Congreve belonged to the Kit Cat Club whose members were amongst the most illustrious men of the age. They included eight Dukes, a sitting of Earls, famous soldiers like Marlborough, fellow writers — Sir John Vanburgh and Richard Steele. It was here that art and patronage mixed, and here that Congreve picked up a few sinecures. Writers did not consider it incongruous to collect "places" like Court cards from the pack. Congreve became Commissioner for Hackney Coaches, Customer at Poole, Wine Licenser, Undersearcher at the Port of London, and in 1714, on the accession of George I, was appointed Secretary of Jamaica. He also became friendly with the Earl of Godolphin, whose wife Henrietta (inheritor of the Dukedom of Marlborough) succeeded Mrs Bracegirdle in his affections.

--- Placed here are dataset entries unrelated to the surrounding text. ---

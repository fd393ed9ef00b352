//! Denial constraints and their predicates
//!
//! A denial constraint is an ordered list of predicates over a pair of tuples.
//! Constraints are never evaluated against data here; they are only a source
//! of attribute co-occurrence for the dependency hypergraph.

use crate::attribute::{Attribute, TupleVar};
use crate::cell::Cell;
use crate::error::{CoreError, CoreResult};
use crate::operator::Operator;
use serde::{Deserialize, Serialize};
use std::str::FromStr;

/// One `left op right` comparison
#[derive(Debug, Clone, PartialEq, Eq, Hash, Serialize, Deserialize)]
pub struct Predicate {
    pub left: Cell,
    pub op: Operator,
    pub right: Cell,
}

impl Predicate {
    /// Create a predicate from already-parsed parts
    pub fn new(left: Cell, op: Operator, right: Cell) -> Self {
        Self { left, op, right }
    }

    /// Parse a predicate from its three textual parts
    pub fn from_parts(left: &str, op: &str, right: &str) -> CoreResult<Self> {
        Ok(Self::new(Cell::parse(left)?, op.parse()?, Cell::parse(right)?))
    }

    /// Both sides of the predicate, left first
    pub fn cells(&self) -> [&Cell; 2] {
        [&self.left, &self.right]
    }
}

impl std::fmt::Display for Predicate {
    fn fmt(&self, f: &mut std::fmt::Formatter<'_>) -> std::fmt::Result {
        write!(f, "{} {} {}", self.left, self.op, self.right)
    }
}

impl FromStr for Predicate {
    type Err = CoreError;

    /// Parse the whitespace-separated form, e.g. `t1.age == t2.age`
    fn from_str(s: &str) -> Result<Self, Self::Err> {
        let parts: Vec<&str> = s.split_whitespace().collect();
        match parts.as_slice() {
            [left, op, right] => Self::from_parts(left, op, right),
            _ => Err(CoreError::InvalidPredicate {
                text: s.to_string(),
            }),
        }
    }
}

/// Predicate as written in a configuration file
#[derive(Debug, Clone, PartialEq, Eq, Serialize, Deserialize)]
#[serde(untagged)]
pub enum RawPredicate {
    /// `[t1.age, "==", t2.age]`
    Triple(String, String, String),
    /// `"t1.age == t2.age"`
    Text(String),
}

impl RawPredicate {
    /// Build the triple form from string slices
    pub fn triple(left: &str, op: &str, right: &str) -> Self {
        RawPredicate::Triple(left.to_string(), op.to_string(), right.to_string())
    }

    fn parse(&self) -> CoreResult<Predicate> {
        match self {
            RawPredicate::Triple(left, op, right) => Predicate::from_parts(left, op, right),
            RawPredicate::Text(text) => text.parse(),
        }
    }
}

/// Unparsed constraint: one entry per predicate
pub type RawConstraint = Vec<RawPredicate>;

/// A validated denial constraint over at most two tuple variables
#[derive(Debug, Clone, PartialEq, Eq, Serialize)]
pub struct DenialConstraint {
    predicates: Vec<Predicate>,
}

impl DenialConstraint {
    /// Create a constraint from parsed predicates.
    ///
    /// `index` is the position of the constraint in its set and only appears
    /// in error messages.
    pub fn new(index: usize, predicates: Vec<Predicate>) -> CoreResult<Self> {
        let constraint = Self { predicates };
        if constraint.predicates.is_empty() {
            return Err(CoreError::MalformedConstraint {
                index,
                reason: "constraint has no predicates".to_string(),
            });
        }
        let vars = constraint.tuple_vars();
        if vars.len() > 2 {
            let names: Vec<&str> = vars.iter().map(|v| v.as_str()).collect();
            return Err(CoreError::MalformedConstraint {
                index,
                reason: format!(
                    "constraint compares more than two tuples ({})",
                    names.join(", ")
                ),
            });
        }
        Ok(constraint)
    }

    /// Parse a raw constraint; no predicate is ingested unless all of them parse
    pub fn parse(index: usize, raw: &[RawPredicate]) -> CoreResult<Self> {
        let predicates = raw
            .iter()
            .map(|p| {
                p.parse().map_err(|e| CoreError::MalformedConstraint {
                    index,
                    reason: e.to_string(),
                })
            })
            .collect::<CoreResult<Vec<_>>>()?;
        Self::new(index, predicates)
    }

    /// The predicates in declaration order
    pub fn predicates(&self) -> &[Predicate] {
        &self.predicates
    }

    /// Distinct tuple variables in first-seen order
    pub fn tuple_vars(&self) -> Vec<&TupleVar> {
        let mut vars: Vec<&TupleVar> = Vec::new();
        for cell in self.referenced_cells() {
            if !vars.contains(&cell.tuple_var()) {
                vars.push(cell.tuple_var());
            }
        }
        vars
    }

    /// Whether the constraint compares two distinct tuples
    pub fn spans_two_tuples(&self) -> bool {
        self.tuple_vars().len() == 2
    }

    /// Distinct referenced cells in first-seen order (left before right)
    pub fn cells(&self) -> Vec<&Cell> {
        let mut cells: Vec<&Cell> = Vec::new();
        for cell in self.referenced_cells() {
            if !cells.contains(&cell) {
                cells.push(cell);
            }
        }
        cells
    }

    /// Distinct attributes referenced through `tuple_var`, in first-seen order.
    ///
    /// The set does not depend on predicate order; only the listing does.
    pub fn attributes_of(&self, tuple_var: &TupleVar) -> Vec<&Attribute> {
        let mut attrs: Vec<&Attribute> = Vec::new();
        for cell in self.referenced_cells() {
            if cell.tuple_var() == tuple_var && !attrs.contains(&cell.attribute()) {
                attrs.push(cell.attribute());
            }
        }
        attrs
    }

    fn referenced_cells(&self) -> impl Iterator<Item = &Cell> {
        self.predicates.iter().flat_map(|p| p.cells())
    }
}

impl std::fmt::Display for DenialConstraint {
    fn fmt(&self, f: &mut std::fmt::Formatter<'_>) -> std::fmt::Result {
        let parts: Vec<String> = self.predicates.iter().map(|p| p.to_string()).collect();
        write!(f, "not({})", parts.join(" and "))
    }
}

/// Parse a whole constraint set, failing on the first malformed constraint
pub fn parse_constraints(raw: &[RawConstraint]) -> CoreResult<Vec<DenialConstraint>> {
    raw.iter()
        .enumerate()
        .map(|(index, predicates)| DenialConstraint::parse(index, predicates))
        .collect()
}

/// Parse constraints written as `(left, op, right)` triples
///
/// ```
/// use rtd_core::{parse_triples, TupleVar};
///
/// let constraints = parse_triples(&[
///     &[("t1.education", "==", "t2.education"), ("t1.education_num", "!=", "t2.education_num")],
/// ])
/// .unwrap();
/// assert_eq!(constraints[0].attributes_of(&TupleVar::primary()).len(), 2);
/// ```
pub fn parse_triples(constraints: &[&[(&str, &str, &str)]]) -> CoreResult<Vec<DenialConstraint>> {
    let raw: Vec<RawConstraint> = constraints
        .iter()
        .map(|predicates| {
            predicates
                .iter()
                .map(|(left, op, right)| RawPredicate::triple(left, op, right))
                .collect()
        })
        .collect();
    parse_constraints(&raw)
}

#[cfg(test)]
#[path = "constraint_test.rs"]
mod tests;
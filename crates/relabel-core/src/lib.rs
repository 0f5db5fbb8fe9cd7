pub mod catalog;
pub mod error;
pub mod extraction;
pub mod model;
pub mod outcome;
pub mod parsing;
pub mod plan;
pub mod resolve;

use catalog::schema::CatalogDef;
use error::RelabelError;
use extraction::{PageText, PdfExtractor};
use model::{merge_counts, BucketCounts, PageRecord, PlanMode, ProductCounts};
use outcome::{PageMatches, ProcessingResult};
use parsing::LineParser;
use resolve::Resolver;
use tracing::{debug, info};

/// Options for a processing pass.
#[derive(Debug, Clone, Copy, Default)]
pub struct PlanOptions {
    pub mode: PlanMode,
}

/// Extract a PDF's text and list the product codes found on each page.
pub fn parse_pdf(
    pdf_bytes: &[u8],
    extractor: &dyn PdfExtractor,
    catalog: &CatalogDef,
) -> Result<Vec<PageMatches>, RelabelError> {
    let pages = extractor.extract_pages(pdf_bytes)?;
    parse_pages(&pages, catalog)
}

/// List the product codes found on each page.
pub fn parse_pages(
    pages: &[PageText],
    catalog: &CatalogDef,
) -> Result<Vec<PageMatches>, RelabelError> {
    let parser = LineParser::for_catalog(catalog)?;
    Ok(pages
        .iter()
        .map(|page| PageMatches {
            page_index: page.page_index,
            matches: parser.parse_page(page),
        })
        .collect())
}

/// Main API entry point: extract, label and plan a PDF.
pub fn plan_pdf(
    pdf_bytes: &[u8],
    extractor: &dyn PdfExtractor,
    catalog: &CatalogDef,
    options: &PlanOptions,
) -> Result<ProcessingResult, RelabelError> {
    let pages = extractor.extract_pages(pdf_bytes)?;
    info!(
        backend = extractor.backend_name(),
        pages = pages.len(),
        "extracted page text"
    );
    process_pages(&pages, catalog, options)
}

/// Label and plan already-extracted pages.
pub fn process_pages(
    pages: &[PageText],
    catalog: &CatalogDef,
    options: &PlanOptions,
) -> Result<ProcessingResult, RelabelError> {
    process_pages_with_progress(pages, catalog, options, &mut |_| {})
}

/// Like [`process_pages`], calling `on_page` after each page is resolved.
///
/// Pages are resolved independently and their counts are merged in page
/// order, so the result does not depend on how the per-page work is run.
pub fn process_pages_with_progress(
    pages: &[PageText],
    catalog: &CatalogDef,
    options: &PlanOptions,
    on_page: &mut dyn FnMut(&PageRecord),
) -> Result<ProcessingResult, RelabelError> {
    let parser = LineParser::for_catalog(catalog)?;
    let resolver = Resolver::new(catalog);

    let mut records = Vec::with_capacity(pages.len());
    let mut suppressions = Vec::new();
    let mut counts: ProductCounts = catalog
        .tracked_products
        .iter()
        .map(|name| (name.clone(), BucketCounts::default()))
        .collect();

    for page in pages {
        let matches = parser.parse_page(page);
        let resolution = resolver.resolve_page(page.page_index, &matches);

        match &resolution.record.final_label_text {
            Some(label) => debug!(page = page.page_index + 1, label = %label, "labeled page"),
            None => debug!(
                page = page.page_index + 1,
                matches = matches.len(),
                "no label"
            ),
        }

        on_page(&resolution.record);
        counts = merge_counts(counts, &resolution.counts);
        suppressions.extend(resolution.suppressions);
        records.push(resolution.record);
    }

    let plan = plan::plan_pages(&records, &suppressions, options.mode)?;
    let copy_runs = plan::copy_runs(&plan);

    let result = ProcessingResult {
        catalog_name: catalog.name.clone(),
        mode: options.mode,
        records,
        suppressions,
        plan,
        copy_runs,
        counts,
        stamp: catalog.stamp.clone(),
    };

    info!(
        labeled = result.labeled_count(),
        unlabeled = result.unlabeled_count(),
        suppressed = result.suppressions.len(),
        mode = %options.mode,
        "planned pages"
    );

    Ok(result)
}
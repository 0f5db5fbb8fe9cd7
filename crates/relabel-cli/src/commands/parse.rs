use relabel_core::error::RelabelError;
use std::path::PathBuf;

use crate::commands::{load_pages, resolve_catalog};
use crate::output;

pub fn run(
    input_file: PathBuf,
    catalog_file: Option<PathBuf>,
    preset: &str,
    output_format: &str,
    output_file: Option<PathBuf>,
    layout: bool,
) -> Result<(), RelabelError> {
    let catalog = resolve_catalog(catalog_file.as_deref(), preset)?;
    let pages = load_pages(&input_file, layout)?;
    let parsed = relabel_core::parse_pages(&pages, &catalog)?;

    match output_file {
        Some(path) => {
            // Always write JSON when saving to file
            let json = serde_json::to_string_pretty(&parsed)?;
            std::fs::write(&path, json)?;
            let matches: usize = parsed.iter().map(|p| p.matches.len()).sum();
            eprintln!(
                "Parsed {} page(s) with {} code(s), written to {}",
                parsed.len(),
                matches,
                path.display()
            );
        }
        None => {
            let output_str = match output_format {
                "json" => serde_json::to_string_pretty(&parsed)?,
                _ => output::table::format_parsed(&parsed, &catalog),
            };
            println!("{output_str}");
        }
    }

    Ok(())
}
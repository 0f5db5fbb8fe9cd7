use crate::catalog::schema::CatalogDef;
use crate::catalog::validate_catalog;
use crate::error::RelabelError;

const DEFAULT_JSON: &str = include_str!("../../../../rules/default.json");

/// Available predefined catalogs.
pub const PRESETS: &[&str] = &["default"];

/// Load a predefined catalog by name.
pub fn load_preset(name: &str) -> Result<CatalogDef, RelabelError> {
    match name {
        "default" => {
            let catalog: CatalogDef = serde_json::from_str(DEFAULT_JSON)?;
            validate_catalog(&catalog)?;
            Ok(catalog)
        }
        _ => Err(RelabelError::CatalogInvalid(format!(
            "unknown preset '{}'. Available: {}",
            name,
            PRESETS.join(", ")
        ))),
    }
}

/// The catalog used when no preset or catalog file is given.
pub fn default_catalog() -> Result<CatalogDef, RelabelError> {
    load_preset("default")
}
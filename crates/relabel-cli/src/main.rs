mod commands;
mod output;

use clap::{Parser, Subcommand};
use std::path::PathBuf;
use tracing::error;
use tracing_subscriber::EnvFilter;

#[derive(Parser)]
#[command(
    name = "relabel",
    version,
    about = "Find order codes on shipping-label PDFs and plan a labeled page order"
)]
struct Cli {
    #[command(subcommand)]
    command: Commands,
}

#[derive(Subcommand)]
enum Commands {
    /// List the product codes found on each page (without planning)
    Parse {
        /// Path to a PDF or a JSON array of pre-extracted pages
        input_file: PathBuf,

        #[command(flatten)]
        catalog: CatalogArgs,

        /// Output format: table (default) or json
        #[arg(short, long, default_value = "table")]
        output: String,

        /// Write parsed output to a JSON file
        #[arg(short = 'O', long = "out", value_name = "FILE")]
        out: Option<PathBuf>,

        /// Extract text with pdftotext -layout
        #[arg(long)]
        layout: bool,
    },
    /// Label pages and compute the output page order
    Plan {
        /// Path to a PDF or a JSON array of pre-extracted pages
        input_file: PathBuf,

        #[command(flatten)]
        catalog: CatalogArgs,

        /// Keep the source page order and only attach labels
        #[arg(long)]
        keep_order: bool,

        /// Output format: table (default) or json
        #[arg(short, long, default_value = "table")]
        output: String,

        /// Write the full result to a JSON file
        #[arg(short = 'O', long = "out", value_name = "FILE")]
        out: Option<PathBuf>,

        /// Show per-page labels and suppression details
        #[arg(long)]
        verbose: bool,

        /// Extract text with pdftotext -layout
        #[arg(long)]
        layout: bool,
    },
    /// Manage and inspect product catalogs
    Catalog {
        #[command(subcommand)]
        action: CatalogAction,
    },
}

#[derive(clap::Args)]
struct CatalogArgs {
    /// Custom JSON catalog file (overrides --preset)
    #[arg(short, long = "catalog", value_name = "FILE")]
    catalog: Option<PathBuf>,

    /// Predefined catalog
    #[arg(short, long = "preset", value_name = "NAME", default_value = "default")]
    preset: String,
}

#[derive(Subcommand)]
enum CatalogAction {
    /// List predefined catalogs
    List,
    /// Explain a catalog in plain language
    Explain {
        /// Preset name (e.g., "default")
        preset: String,
    },
    /// Print the JSON schema with field descriptions and example
    Schema,
    /// Validate a custom catalog file
    Validate {
        /// Path to JSON catalog file
        file: PathBuf,
    },
}

fn main() {
    init_tracing();

    let cli = Cli::parse();

    let result = match cli.command {
        Commands::Parse {
            input_file,
            catalog,
            output,
            out,
            layout,
        } => commands::parse::run(
            input_file,
            catalog.catalog,
            &catalog.preset,
            &output,
            out,
            layout,
        ),
        Commands::Plan {
            input_file,
            catalog,
            keep_order,
            output,
            out,
            verbose,
            layout,
        } => commands::plan::run(commands::plan::PlanArgs {
            input_file,
            catalog_file: catalog.catalog,
            preset: catalog.preset,
            keep_order,
            output_format: output,
            out,
            verbose,
            layout,
        }),
        Commands::Catalog { action } => match action {
            CatalogAction::List => commands::catalog::list(),
            CatalogAction::Explain { preset } => commands::catalog::explain(&preset),
            CatalogAction::Schema => commands::catalog::schema(),
            CatalogAction::Validate { file } => commands::catalog::validate(&file),
        },
    };

    if let Err(e) = result {
        error!(error = %e, "command failed");
        std::process::exit(1);
    }
}

fn init_tracing() {
    let env_filter = EnvFilter::try_from_default_env().unwrap_or_else(|_| EnvFilter::new("info"));

    tracing_subscriber::fmt()
        .with_env_filter(env_filter)
        .with_target(false)
        .with_writer(std::io::stderr)
        .init();
}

Congreve's five plays The Old Bachelor (1693 ), The Double Dealer (1694), Love for Love (1695), The Way of the World (1700), and his sole tragedy, The Mourning Bride (1697) were all written before he was thirty. After that, apart from collaborating with Vanburgh on Squire Trelooby (adapted from Moliere's Monsieur de Pourceaugnac), he wrote no more plays. He helped Vanburgh in the planning of the new Queen's Theatre in the Hay Market, which opened in April of 1705; contemporary broadsheets linked Henrietta Godolphin, Congreve, and Vanburgh in this enterprise, "by Beauty founded and by Witt designed". An opera, The Loves of Ergasto, with an epilogue by Congreve, began the season. It was a failure. "The new set of singers arrived from Italy proved to be the worst that ever came from thence, and after three days marched back to their own country."

Congreve is said to have stopped writing partly because of the attacks of Jeremy Collier in his A Short View of the Profaneness and Immorality of the English Stage (1698) which was an instant success amongst the Puritans who had won the Civil War but lost the peace. The playwrights were incensed by these attacks, as they considered themselves to be moral satirists exposing vice and ridiculing hypocrisy as Moliere had done. But the Puritans noted that many of the husbands cuckolded in the Restoration comedies were city Aldermen. The gallants, returned from France, were satirising the rich "cits" who had stayed at home to make money out of the Civil War.

In 1722, after the death of the Duke of Matlborough, when Henrietta Godolphin became Duchess in her own right, her mother, Sarah, referred to her as Congreve's "moll". Henrietta and Congreve retired to Bath together, and there, after twenty years, her Grace produced a child, Mary.

When Congreve died in 1729 (from internal injuries received when his carriage overturned on a journey to Bath), he left the rich Duchess the whole of his fortune — £10,000. To Mrs Bracegirdle he left £200 as a fond rememberance of good times in green rooms past. Henrietta buried her "friend" with great pomp in Westminster Abbey and on his monument had inscribed that it was a "mark of how dearly she remembers the happiness and honour she enjoyed in the sincere friendship of so worthy and honest a man... and whose writing will be the admiration of the future". She bought herself a large diamond necklace with his £10,000 and kept a wax effigy of him presumably to remind her husband of his eternal cuckoldom. " After Congreve's death" wrote Boswell, "he (Godolphin) joined with, her in grief, and allowed her to have an image of him in wax daily set at table and nightly In her bedchamber, to which she spoke, believing it through the heat of fancy, or believing it in appearance, to be Congreve himself."